The aim is to correlate pulmonary arterial (PA) remodeling estimated by PA fibrosis in PA hypertension (PAH) with clinical follow-up. Histology of PA specimens is also performed.

METHODS:

19 patients, aged 54±16 (4 men), functional class II-III were studied with right heart catheterization, PA Intravascular Ultrasound and optical coherence tomography (OCT) in inferior lobe segment. PA wall fibrosis was obtained by OCT ( area of fibrosis/PA cross sectional area × 100). Patients follow-up was blind to OCT. Events were defined as mortality, lung transplantation, need of intravenous prostaglandins or onset of right ventricular failure.

RESULTS:

OCT measurements showed high intra- and interobserver agreement. There was a good correlation between OCT and histology in PA fibrosis from explanted lungs. Area of fibrosis was 1.4±0.8 mm(2), % fibrosis was 22.3±8. Follow-up was 3.5 years (2.5-4.5). OCT %Fib was significantly correlated with PA capacitance (r=-0.536) and with pulmonary vascular rsistance (r=0.55). Patients were divided according to the median value of PA fibrosis. There were 10 patients with a high (≥ 22%) and 9 with a low fibrosis (<22%).

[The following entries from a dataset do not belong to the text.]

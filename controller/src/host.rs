use std::{
    io::ErrorKind,
    net::SocketAddr,
    path::{Path, PathBuf},
    sync::Arc,
    time::Duration,
};

use anyhow::{anyhow, Context};
use axum::{
    extract::{Path as UrlPath, State},
    http::StatusCode,
    response::IntoResponse,
    routing::{get, post},
    Json, Router,
};
use chrono_tz::Tz;
use rumqttc::{AsyncClient, Event, EventLoop, Incoming, MqttOptions};
use serde::Serialize;
use tokio::{
    net::TcpListener,
    sync::{mpsc, Mutex},
};
use tracing::{info, warn};

use heating_common::{
    EntityId, HeatingEngine, HeatingError, HeatingEvent, HeatingSetup, RuntimeConfig,
    SharedHost,
};

use crate::mqtt::{HostMessage, MqttHost, Topics};

#[derive(Clone)]
struct AppState {
    engine: Arc<Mutex<HeatingEngine>>,
    dispatch: mpsc::UnboundedSender<HostMessage>,
}

#[derive(Debug, Serialize)]
struct ErrorBody {
    error: String,
}

#[derive(Debug, Serialize)]
struct ReapplyResponse {
    room: String,
    queued: bool,
}

pub async fn run() -> anyhow::Result<()> {
    tracing_subscriber::fmt()
        .with_env_filter(tracing_subscriber::EnvFilter::from_default_env())
        .init();

    let config_path = std::env::var("HEATING_CONFIG")
        .map(PathBuf::from)
        .unwrap_or_else(|_| PathBuf::from("./heating.json"));
    let mut runtime = load_runtime_config(&config_path)
        .await
        .with_context(|| format!("failed to load config from {}", config_path.display()))?;
    apply_env_overrides(&mut runtime, |key| std::env::var(key).ok());

    let timezone: Tz = runtime
        .timezone
        .parse()
        .map_err(|_| anyhow!("unknown timezone '{}'", runtime.timezone))?;
    let setup = HeatingSetup::assemble(&runtime.heating).context("invalid heating config")?;
    let entities = referenced_entities(&setup);

    let network = &runtime.network;
    let mut mqtt_options = MqttOptions::new(
        network.client_id.clone(),
        network.mqtt_host.clone(),
        network.mqtt_port,
    );
    mqtt_options.set_keep_alive(Duration::from_secs(30));
    if !network.mqtt_user.is_empty() {
        mqtt_options.set_credentials(network.mqtt_user.clone(), network.mqtt_pass.clone());
    }
    let (mqtt, eventloop) = AsyncClient::new(mqtt_options, 256);

    let (dispatch, messages) = mpsc::unbounded_channel();
    let host = Arc::new(MqttHost::new(
        mqtt,
        Topics::new(&network.state_prefix, &network.command_prefix),
        timezone,
        &entities,
        dispatch.clone(),
    ));
    spawn_mqtt_loop(host.clone(), eventloop);

    wait_for_entities(
        &host,
        &entities,
        Duration::from_secs(runtime.startup_timeout_secs),
    )
    .await;

    let shared: SharedHost = host.clone();
    let mut engine = HeatingEngine::new(setup, shared).context("failed to build rooms")?;
    engine.start();
    let engine = Arc::new(Mutex::new(engine));
    spawn_dispatch_loop(engine.clone(), messages);

    let app_state = AppState {
        engine: engine.clone(),
        dispatch,
    };
    let app = Router::new()
        .route("/api/status", get(handle_get_status))
        .route("/api/rooms/{name}", get(handle_get_room))
        .route("/api/rooms/{name}/reapply", post(handle_reapply_room))
        .with_state(app_state);

    let addr = SocketAddr::from(([0, 0, 0, 0], runtime.http_port));
    let listener = TcpListener::bind(addr)
        .await
        .with_context(|| format!("failed to bind controller server at {addr}"))?;

    info!("controller listening on http://{addr}");
    axum::serve(listener, app)
        .with_graceful_shutdown(shutdown_signal())
        .await?;

    engine.lock().await.stop();
    info!("controller stopped");
    Ok(())
}

async fn load_runtime_config(path: &Path) -> anyhow::Result<RuntimeConfig> {
    let raw = match tokio::fs::read(path).await {
        Ok(raw) => raw,
        Err(err) if err.kind() == ErrorKind::NotFound => {
            warn!("{} not found, running with defaults", path.display());
            return Ok(RuntimeConfig::default());
        }
        Err(err) => return Err(err.into()),
    };
    parse_runtime_config(path, &raw)
}

fn parse_runtime_config(path: &Path, raw: &[u8]) -> anyhow::Result<RuntimeConfig> {
    let yaml = path
        .extension()
        .and_then(|extension| extension.to_str())
        .is_some_and(|extension| matches!(extension, "yaml" | "yml"));
    if yaml {
        Ok(serde_yaml::from_slice(raw)?)
    } else {
        Ok(serde_json::from_slice(raw)?)
    }
}

fn apply_env_overrides(runtime: &mut RuntimeConfig, lookup: impl Fn(&str) -> Option<String>) {
    let network = &mut runtime.network;
    if let Some(host) = lookup("MQTT_HOST") {
        network.mqtt_host = host;
    }
    if let Some(port) = lookup("MQTT_PORT").and_then(|value| value.parse::<u16>().ok()) {
        network.mqtt_port = port;
    }
    if let Some(user) = lookup("MQTT_USER") {
        network.mqtt_user = user;
    }
    if let Some(pass) = lookup("MQTT_PASS") {
        network.mqtt_pass = pass;
    }
    if let Some(port) = lookup("CONTROLLER_HTTP_PORT").and_then(|value| value.parse::<u16>().ok()) {
        runtime.http_port = port;
    }
}

fn referenced_entities(setup: &HeatingSetup) -> Vec<EntityId> {
    let mut entities: Vec<EntityId> = setup
        .rooms
        .iter()
        .flat_map(|room| room.referenced_entities())
        .cloned()
        .collect();
    entities.sort();
    entities.dedup();
    entities
}

/// Gives retained states time to arrive. Entities still missing afterwards
/// fail engine construction.
async fn wait_for_entities(host: &MqttHost, entities: &[EntityId], timeout: Duration) {
    let arrived = tokio::time::timeout(timeout, async {
        while !host.store().missing(entities).is_empty() {
            tokio::time::sleep(Duration::from_millis(200)).await;
        }
    })
    .await;

    if arrived.is_err() {
        let missing = host.store().missing(entities);
        warn!(
            "no state for {} entities after {}s: {:?}",
            missing.len(),
            timeout.as_secs(),
            missing
        );
    }
}

fn spawn_mqtt_loop(host: Arc<MqttHost>, mut eventloop: EventLoop) {
    tokio::spawn(async move {
        loop {
            match eventloop.poll().await {
                Ok(Event::Incoming(Incoming::Publish(message))) => {
                    if let Err(err) = host.handle_publish(&message.topic, &message.payload) {
                        warn!("mqtt message handling error: {err:#}");
                    }
                }
                Ok(Event::Incoming(Incoming::ConnAck(_))) => {
                    info!("mqtt connected");
                    host.subscribe_all();
                }
                Ok(_) => {}
                Err(err) => {
                    warn!("mqtt poll error: {err}");
                    tokio::time::sleep(Duration::from_secs(2)).await;
                }
            }
        }
    });
}

/// Feeds host notifications into the engine one at a time.
fn spawn_dispatch_loop(
    engine: Arc<Mutex<HeatingEngine>>,
    mut messages: mpsc::UnboundedReceiver<HostMessage>,
) {
    tokio::spawn(async move {
        while let Some(message) = messages.recv().await {
            let mut engine = engine.lock().await;
            let result = match message {
                HostMessage::StateChanged(change) => {
                    engine.handle_state_change(&change);
                    Ok(())
                }
                HostMessage::Timer(handle, target) => engine.handle_timer(handle, &target),
                HostMessage::Event(event) => engine.handle_event(&event),
            };
            if let Err(err) = result {
                warn!("dispatch failed: {err}");
            }
        }
    });
}

async fn shutdown_signal() {
    if let Err(err) = tokio::signal::ctrl_c().await {
        warn!("failed to listen for shutdown signal: {err}");
        std::future::pending::<()>().await;
    }
    info!("shutting down");
}

async fn handle_get_status(State(state): State<AppState>) -> impl IntoResponse {
    let status = state.engine.lock().await.status();
    Json(status)
}

async fn handle_get_room(
    State(state): State<AppState>,
    UrlPath(name): UrlPath<String>,
) -> axum::response::Response {
    match state.engine.lock().await.room_status(&name) {
        Ok(status) => Json(status).into_response(),
        Err(err) => heating_error_response(&err),
    }
}

async fn handle_reapply_room(
    State(state): State<AppState>,
    UrlPath(name): UrlPath<String>,
) -> axum::response::Response {
    if let Err(err) = state.engine.lock().await.room_status(&name) {
        return heating_error_response(&err);
    }

    if let Err(err) = queue_reapply(&state.dispatch, &name) {
        return error_response(StatusCode::SERVICE_UNAVAILABLE, &err.to_string());
    }
    (
        StatusCode::ACCEPTED,
        Json(ReapplyResponse {
            room: name,
            queued: true,
        }),
    )
        .into_response()
}

/// Queues a reapply on the dispatch loop, bypassing the broker.
fn queue_reapply(dispatch: &mpsc::UnboundedSender<HostMessage>, room: &str) -> anyhow::Result<()> {
    dispatch
        .send(HostMessage::Event(HeatingEvent::Reapply {
            room: Some(room.to_string()),
        }))
        .map_err(|_| anyhow!("dispatch loop is not running"))
}

fn heating_error_response(err: &HeatingError) -> axum::response::Response {
    let status = match err {
        HeatingError::UnknownRoom(_) => StatusCode::NOT_FOUND,
        _ => StatusCode::INTERNAL_SERVER_ERROR,
    };
    error_response(status, &err.to_string())
}

fn error_response(status: StatusCode, message: &str) -> axum::response::Response {
    (
        status,
        Json(ErrorBody {
            error: message.to_string(),
        }),
    )
        .into_response()
}

#[cfg(test)]
mod tests {
    use std::collections::HashMap;

    use pretty_assertions::assert_eq;

    use super::*;

    #[test]
    fn parses_yaml_and_json_by_extension() {
        let yaml = b"timezone: Europe/Vienna\nheating:\n  default_mode: comfort\n";
        let runtime = parse_runtime_config(Path::new("heating.yml"), yaml).unwrap();
        assert_eq!(runtime.timezone, "Europe/Vienna");
        assert_eq!(runtime.heating.default_mode, "comfort");

        let json = br#"{"http_port": 8181}"#;
        let runtime = parse_runtime_config(Path::new("heating.json"), json).unwrap();
        assert_eq!(runtime.http_port, 8181);
        assert!(parse_runtime_config(Path::new("heating.json"), yaml).is_err());
    }

    #[test]
    fn environment_overrides_network_settings() {
        let env: HashMap<&str, &str> = [
            ("MQTT_HOST", "broker.local"),
            ("MQTT_PORT", "8883"),
            ("MQTT_USER", "heating"),
            ("CONTROLLER_HTTP_PORT", "not-a-port"),
        ]
        .into_iter()
        .collect();
        let mut runtime = RuntimeConfig::default();

        apply_env_overrides(&mut runtime, |key| env.get(key).map(|value| value.to_string()));

        assert_eq!(runtime.network.mqtt_host, "broker.local");
        assert_eq!(runtime.network.mqtt_port, 8883);
        assert_eq!(runtime.network.mqtt_user, "heating");
        assert_eq!(runtime.network.mqtt_pass, "");
        assert_eq!(runtime.http_port, 8080);
    }

    #[test]
    fn reapply_goes_straight_to_dispatch() {
        let (dispatch, mut messages) = mpsc::unbounded_channel();

        queue_reapply(&dispatch, "living").unwrap();
        match messages.try_recv().unwrap() {
            HostMessage::Event(HeatingEvent::Reapply { room }) => {
                assert_eq!(room.as_deref(), Some("living"));
            }
            other => panic!("unexpected message {other:?}"),
        }

        drop(messages);
        assert!(queue_reapply(&dispatch, "living").is_err());
    }

    #[test]
    fn collects_each_entity_once() {
        let config: heating_common::HeatingConfig = serde_json::from_str(
            r#"{
                "schedules": { "work": [] },
                "rooms": {
                    "a": { "control_point": "climate.a", "thermostats": [{"entity_id": "climate.a_trv"}],
                           "sensors": ["sensor.hall"], "default_schedule": "work" },
                    "b": { "control_point": "climate.b", "thermostats": [{"entity_id": "climate.b_trv"}],
                           "sensors": ["sensor.hall"], "default_schedule": "work" }
                }
            }"#,
        )
        .unwrap();
        let setup = HeatingSetup::assemble(&config).unwrap();

        assert_eq!(
            referenced_entities(&setup)
                .iter()
                .map(EntityId::as_str)
                .collect::<Vec<_>>(),
            vec!["climate.a", "climate.a_trv", "climate.b", "climate.b_trv", "sensor.hall"]
        );
    }
}
use serde::{Deserialize, Serialize};
use tracing::{debug, info};

use crate::{
    host::{Attribute, HomeAutomation, ServiceCall},
    sensor::parse_reading,
    types::EntityId,
};

/// Setpoints closer than this are considered equal.
const SETPOINT_TOLERANCE: f32 = 0.01;

#[derive(Debug, Clone, Copy, PartialEq, Serialize, Deserialize)]
#[serde(default)]
pub struct TemperatureLimits {
    pub min_temp: f32,
    pub max_temp: f32,
}

impl Default for TemperatureLimits {
    fn default() -> Self {
        Self {
            min_temp: 17.0,
            max_temp: 28.0,
        }
    }
}

#[derive(Debug, Clone, Copy, PartialEq, Serialize, Deserialize)]
#[serde(default)]
pub struct DeviceTuning {
    pub alpha: f32,
    pub offset: f32,
}

impl Default for DeviceTuning {
    fn default() -> Self {
        Self {
            alpha: 1.0,
            offset: 0.0,
        }
    }
}

pub fn same_setpoint(a: f32, b: f32) -> bool {
    (a - b).abs() < SETPOINT_TOLERANCE
}

pub fn round_to_half_degree(value: f32) -> f32 {
    (value * 2.0).round() / 2.0
}

/// Proportional control law. While the room is below `target` the device is
/// asked for its own reading plus `alpha * delta + offset`, never less than
/// `target` and never more than the ceiling. Otherwise it is parked at the
/// floor.
pub fn compute_setpoint(
    target: f32,
    measured: f32,
    device_measured: f32,
    tuning: DeviceTuning,
    limits: TemperatureLimits,
) -> f32 {
    let delta = target - measured;
    if delta <= 0.0 {
        return limits.min_temp;
    }

    let raw = device_measured + tuning.alpha * delta + tuning.offset;
    round_to_half_degree(raw)
        .max(target)
        .min(limits.max_temp)
        .max(limits.min_temp)
}

/// A physical thermostat driven by the control law.
#[derive(Debug, Clone, PartialEq)]
pub struct ThermostatDevice {
    entity_id: EntityId,
    tuning: DeviceTuning,
}

impl ThermostatDevice {
    pub fn new(entity_id: EntityId, tuning: DeviceTuning) -> Self {
        Self { entity_id, tuning }
    }

    pub fn entity_id(&self) -> &EntityId {
        &self.entity_id
    }

    pub fn tuning(&self) -> DeviceTuning {
        self.tuning
    }

    pub fn measured(&self, host: &dyn HomeAutomation) -> Option<f32> {
        host.attribute(&self.entity_id, Attribute::CurrentTemperature)
            .as_deref()
            .and_then(parse_reading)
    }

    pub fn setpoint(&self, host: &dyn HomeAutomation) -> Option<f32> {
        host.attribute(&self.entity_id, Attribute::Temperature)
            .as_deref()
            .and_then(parse_reading)
    }

    /// Computes the device setpoint and writes it when it differs from what
    /// the device reports, or always when `force` is set. Returns the written
    /// setpoint.
    pub fn drive(
        &self,
        host: &dyn HomeAutomation,
        target: f32,
        measured: f32,
        limits: TemperatureLimits,
        force: bool,
    ) -> Option<f32> {
        // Without its own reading the device is assumed to see the room value.
        let device_measured = self.measured(host).unwrap_or(measured);
        let setpoint = compute_setpoint(target, measured, device_measured, self.tuning, limits);

        let current = self.setpoint(host);
        if !force && current.is_some_and(|current| same_setpoint(current, setpoint)) {
            debug!(device = %self.entity_id, setpoint, "device setpoint unchanged");
            return None;
        }

        info!(
            device = %self.entity_id,
            target,
            measured,
            device_measured,
            setpoint,
            force,
            "writing device setpoint"
        );
        host.call_service(ServiceCall::SetTemperature {
            entity_id: self.entity_id.clone(),
            temperature: setpoint,
        });
        Some(setpoint)
    }
}
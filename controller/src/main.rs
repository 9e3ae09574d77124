mod host;
mod mqtt;
mod timers;

#[tokio::main]
async fn main() -> anyhow::Result<()> {
    host::run().await
}
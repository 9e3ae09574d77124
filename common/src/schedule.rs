use std::{fmt, str::FromStr};

use chrono::{Datelike, Duration, NaiveDateTime, NaiveTime, Weekday};
use serde::{de, Deserialize, Deserializer, Serialize, Serializer};

use crate::error::ConfigError;

#[derive(Debug, Clone, Copy, PartialEq, Eq, PartialOrd, Ord, Hash, Serialize, Deserialize)]
#[serde(rename_all = "lowercase")]
pub enum DayOfWeek {
    Mon,
    Tue,
    Wed,
    Thu,
    Fri,
    Sat,
    Sun,
}

impl DayOfWeek {
    pub const ALL: [Self; 7] = [
        Self::Mon,
        Self::Tue,
        Self::Wed,
        Self::Thu,
        Self::Fri,
        Self::Sat,
        Self::Sun,
    ];

    pub fn index(self) -> usize {
        match self {
            Self::Mon => 0,
            Self::Tue => 1,
            Self::Wed => 2,
            Self::Thu => 3,
            Self::Fri => 4,
            Self::Sat => 5,
            Self::Sun => 6,
        }
    }

    pub fn from_index(index: usize) -> Self {
        Self::ALL[index % 7]
    }

    /// ISO weekday number, Monday is 1.
    pub fn number(self) -> u8 {
        self.index() as u8 + 1
    }

    pub fn from_number(number: u8) -> Option<Self> {
        (1..=7)
            .contains(&number)
            .then(|| Self::from_index(usize::from(number) - 1))
    }

    pub fn from_chrono(weekday: Weekday) -> Self {
        match weekday {
            Weekday::Mon => Self::Mon,
            Weekday::Tue => Self::Tue,
            Weekday::Wed => Self::Wed,
            Weekday::Thu => Self::Thu,
            Weekday::Fri => Self::Fri,
            Weekday::Sat => Self::Sat,
            Weekday::Sun => Self::Sun,
        }
    }

    pub fn as_str(self) -> &'static str {
        match self {
            Self::Mon => "mon",
            Self::Tue => "tue",
            Self::Wed => "wed",
            Self::Thu => "thu",
            Self::Fri => "fri",
            Self::Sat => "sat",
            Self::Sun => "sun",
        }
    }
}

impl fmt::Display for DayOfWeek {
    fn fmt(&self, f: &mut fmt::Formatter<'_>) -> fmt::Result {
        f.write_str(self.as_str())
    }
}

/// Non-empty set of weekdays, stored as a bitmask (bit 0 is Monday).
#[derive(Debug, Clone, Copy, PartialEq, Eq, Hash)]
pub struct WeekdaySet(u8);

impl WeekdaySet {
    pub const ALL: Self = Self(0b111_1111);

    pub fn from_days(days: impl IntoIterator<Item = DayOfWeek>) -> Result<Self, ConfigError> {
        let mask = days
            .into_iter()
            .fold(0u8, |mask, day| mask | (1 << day.index()));
        if mask == 0 {
            return Err(ConfigError::InvalidWeekdays(String::new()));
        }
        Ok(Self(mask))
    }

    pub fn from_numbers(numbers: &[u8]) -> Result<Self, ConfigError> {
        let invalid = || {
            let listed: Vec<String> = numbers.iter().map(u8::to_string).collect();
            ConfigError::InvalidWeekdays(listed.join(","))
        };
        let days = numbers
            .iter()
            .map(|number| DayOfWeek::from_number(*number).ok_or_else(invalid))
            .collect::<Result<Vec<_>, _>>()?;
        Self::from_days(days).map_err(|_| invalid())
    }

    pub fn contains(self, day: DayOfWeek) -> bool {
        self.0 & (1 << day.index()) != 0
    }

    pub fn iter(self) -> impl Iterator<Item = DayOfWeek> {
        DayOfWeek::ALL
            .into_iter()
            .filter(move |day| self.contains(*day))
    }
}

impl Default for WeekdaySet {
    fn default() -> Self {
        Self::ALL
    }
}

impl FromStr for WeekdaySet {
    type Err = ConfigError;

    /// Accepts comma separated numbers and inclusive ranges: `"1-5"`, `"6,7"`,
    /// `"1-3,5"`.
    fn from_str(raw: &str) -> Result<Self, Self::Err> {
        let invalid = || ConfigError::InvalidWeekdays(raw.to_string());
        let parse_day = |token: &str| {
            token
                .trim()
                .parse::<u8>()
                .ok()
                .and_then(DayOfWeek::from_number)
                .ok_or_else(invalid)
        };

        let mut days = Vec::new();
        for token in raw.split(',') {
            match token.split_once('-') {
                Some((first, last)) => {
                    let (first, last) = (parse_day(first)?, parse_day(last)?);
                    if first > last {
                        return Err(invalid());
                    }
                    days.extend((first.index()..=last.index()).map(DayOfWeek::from_index));
                }
                None => days.push(parse_day(token)?),
            }
        }
        Self::from_days(days).map_err(|_| invalid())
    }
}

/// Comma separated short names, e.g. `mon,tue,wed`.
impl fmt::Display for WeekdaySet {
    fn fmt(&self, f: &mut fmt::Formatter<'_>) -> fmt::Result {
        let names: Vec<&str> = self.iter().map(DayOfWeek::as_str).collect();
        f.write_str(&names.join(","))
    }
}

impl Serialize for WeekdaySet {
    fn serialize<S: Serializer>(&self, serializer: S) -> Result<S::Ok, S::Error> {
        serializer.collect_seq(self.iter().map(DayOfWeek::number))
    }
}

impl<'de> Deserialize<'de> for WeekdaySet {
    fn deserialize<D: Deserializer<'de>>(deserializer: D) -> Result<Self, D::Error> {
        #[derive(Deserialize)]
        #[serde(untagged)]
        enum Repr {
            Single(u8),
            Numbers(Vec<u8>),
            Text(String),
        }

        let parsed = match Repr::deserialize(deserializer)? {
            Repr::Single(number) => Self::from_numbers(&[number]),
            Repr::Numbers(numbers) => Self::from_numbers(&numbers),
            Repr::Text(text) => text.parse(),
        };
        parsed.map_err(de::Error::custom)
    }
}

pub fn parse_time_of_day(raw: &str) -> Option<NaiveTime> {
    let raw = raw.trim();
    NaiveTime::parse_from_str(raw, "%H:%M:%S")
        .or_else(|_| NaiveTime::parse_from_str(raw, "%H:%M"))
        .ok()
}

mod time_of_day {
    use chrono::NaiveTime;
    use serde::{de, Deserialize, Deserializer, Serializer};

    pub fn serialize<S: Serializer>(time: &NaiveTime, serializer: S) -> Result<S::Ok, S::Error> {
        serializer.collect_str(&time.format("%H:%M:%S"))
    }

    pub fn deserialize<'de, D: Deserializer<'de>>(deserializer: D) -> Result<NaiveTime, D::Error> {
        let raw = String::deserialize(deserializer)?;
        super::parse_time_of_day(&raw)
            .ok_or_else(|| de::Error::custom(format!("invalid time of day '{raw}'")))
    }
}

/// One weekly interval `[start, end)` during which `mode` is active.
#[derive(Debug, Clone, PartialEq, Serialize, Deserialize)]
pub struct ScheduleItem {
    #[serde(with = "time_of_day")]
    pub start: NaiveTime,
    #[serde(with = "time_of_day")]
    pub end: NaiveTime,
    #[serde(alias = "setmode")]
    pub mode: String,
    #[serde(default)]
    pub weekdays: WeekdaySet,
}

impl ScheduleItem {
    pub fn is_active_at(&self, day: DayOfWeek, time: NaiveTime) -> bool {
        self.weekdays.contains(day) && self.start <= time && time < self.end
    }
}

#[derive(Debug, Clone, Copy, PartialEq, Eq)]
pub enum BoundaryKind {
    /// `time` lies inside the item; the boundary is its end.
    Current,
    /// The item is still ahead; the boundary is its start.
    Next,
}

#[derive(Debug, Clone, Copy, PartialEq)]
pub struct NextBoundary<'a> {
    pub kind: BoundaryKind,
    pub item: &'a ScheduleItem,
    pub day_offset: u8,
}

impl NextBoundary<'_> {
    pub fn time(&self) -> NaiveTime {
        match self.kind {
            BoundaryKind::Current => self.item.end,
            BoundaryKind::Next => self.item.start,
        }
    }
}

const LOOKAHEAD_DAYS: u8 = 7;

#[derive(Debug, Clone, PartialEq)]
pub struct Schedule {
    name: String,
    items: Vec<ScheduleItem>,
}

impl Schedule {
    /// Builds a schedule without validating it. Items are sorted by start.
    pub fn new(name: impl Into<String>, mut items: Vec<ScheduleItem>) -> Self {
        items.sort_by_key(|item| item.start);
        Self {
            name: name.into(),
            items,
        }
    }

    /// Like [`Schedule::new`], but rejects empty intervals and items that
    /// overlap on a shared weekday.
    pub fn validated(name: impl Into<String>, items: Vec<ScheduleItem>) -> Result<Self, ConfigError> {
        let schedule = Self::new(name, items);

        if let Some(item) = schedule.items.iter().find(|item| item.start >= item.end) {
            return Err(ConfigError::EmptyInterval {
                schedule: schedule.name.clone(),
                start: item.start,
                end: item.end,
            });
        }

        for day in DayOfWeek::ALL {
            let mut previous_end: Option<NaiveTime> = None;
            for item in schedule.items_on(day) {
                if previous_end.is_some_and(|end| end > item.start) {
                    return Err(ConfigError::OverlappingItems {
                        schedule: schedule.name.clone(),
                        day,
                    });
                }
                previous_end = Some(item.end);
            }
        }

        Ok(schedule)
    }

    pub fn name(&self) -> &str {
        &self.name
    }

    pub fn items(&self) -> &[ScheduleItem] {
        &self.items
    }

    fn items_on(&self, day: DayOfWeek) -> impl Iterator<Item = &ScheduleItem> {
        self.items
            .iter()
            .filter(move |item| item.weekdays.contains(day))
    }

    pub fn current_item(&self, day: DayOfWeek, time: NaiveTime) -> Option<&ScheduleItem> {
        self.items.iter().find(|item| item.is_active_at(day, time))
    }

    pub fn current_item_at(&self, at: NaiveDateTime) -> Option<&ScheduleItem> {
        self.current_item(DayOfWeek::from_chrono(at.weekday()), at.time())
    }

    /// The first item boundary strictly after `(day, time)`, looking at most
    /// a week ahead.
    pub fn next_item(&self, day: DayOfWeek, time: NaiveTime) -> Option<NextBoundary<'_>> {
        for item in self.items_on(day) {
            if time < item.start {
                return Some(NextBoundary {
                    kind: BoundaryKind::Next,
                    item,
                    day_offset: 0,
                });
            }
            if time < item.end {
                return Some(NextBoundary {
                    kind: BoundaryKind::Current,
                    item,
                    day_offset: 0,
                });
            }
        }

        // Later days start at midnight, so their first item is always upcoming.
        // Offset 7 revisits today's weekday for items earlier than `time`.
        (1..=LOOKAHEAD_DAYS).find_map(|day_offset| {
            let candidate = DayOfWeek::from_index(day.index() + usize::from(day_offset));
            self.items_on(candidate).next().map(|item| NextBoundary {
                kind: BoundaryKind::Next,
                item,
                day_offset,
            })
        })
    }

    /// Absolute time of the next boundary after `now`, together with it.
    pub fn next_change(&self, now: NaiveDateTime) -> Option<(NaiveDateTime, NextBoundary<'_>)> {
        let boundary = self.next_item(DayOfWeek::from_chrono(now.weekday()), now.time())?;
        let date = now.date() + Duration::days(i64::from(boundary.day_offset));
        Some((date.and_time(boundary.time()), boundary))
    }
}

Events occurred in 6 (1 death, 1 lung transplantation, 2 intravenous prostaglandins, 2 right heart failure) out of 10 patients with high and in 0 out of 9 patients with low fibrosis (p<0.01).

CONCLUSIONS:

In PAH, the severity of PA remodeling assessed by OCT wall fibrosis was significantly predictive of severely unfavorable clinical outcome. In vivo assessment of pulmonary arterial wall fibrosis by intravascular OCT in PAH is a promising new prognostic marker of adverse clinical outcome.

KEYWORDS:

Catheterization; prognosis; pulmonary heart disease; remodeling.